Records supplied
────────────────────

/// Columns of every table and view, keyed by relation name, in ordinal order
fn read_columns(conn: &Connection) -> Result<AHashMap<String, Vec<RawColumn>>> {
    let mut stmt = conn.prepare(&format!(
        "SELECT table_name, column_name, data_type, is_nullable, column_default,
                CAST(character_maximum_length AS BIGINT),
                CAST(numeric_precision AS BIGINT),
                CAST(numeric_scale AS BIGINT),
                comment
         FROM duckdb_columns()
         WHERE {CURRENT_SCOPE}
         ORDER BY table_name, column_index"
    ))?;

    let rows = stmt.query_map([], |row| {
        let table: String = row.get(0)?;
        let data_type: String = row.get(2)?;
        let nullable: bool = row.get(3)?;
        let length: Option<i64> = row.get(5)?;
        let precision: Option<i64> = row.get(6)?;
        let scale: Option<i64> = row.get(7)?;
        let is_decimal = data_type.to_uppercase().starts_with("DECIMAL");

        let column = RawColumn {
            name: row.get(1)?,
            col_type: data_type
                .split('(')
                .next()
                .unwrap_or(&data_type)
                .trim()
                .to_lowercase(),
            not_null: !nullable,
            default: row.get(4)?,
            length: length.and_then(|n| u32::try_from(n).ok()),
            precision: precision
                .filter(|_| is_decimal)
                .and_then(|n| u32::try_from(n).ok()),
            scale: scale
                .filter(|_| is_decimal)
                .and_then(|n| u32::try_from(n).ok()),
            comment: row.get(8)?,
            type_declaration: Some(data_type),
            ..Default::default()
        };
        Ok((table, column))
    })?;

    let mut columns: AHashMap<String, Vec<RawColumn>> = AHashMap::new();
    for row in rows {
        let (table, column) = row?;
        columns.entry(table).or_default().push(column);
    }
    Ok(columns)
}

────────────────────

Aim of the exercise
From the records above, return each line that includes "stmt".

Task response
    let mut stmt = conn.prepare(&format!(
    let rows = stmt.query_map([], |row| {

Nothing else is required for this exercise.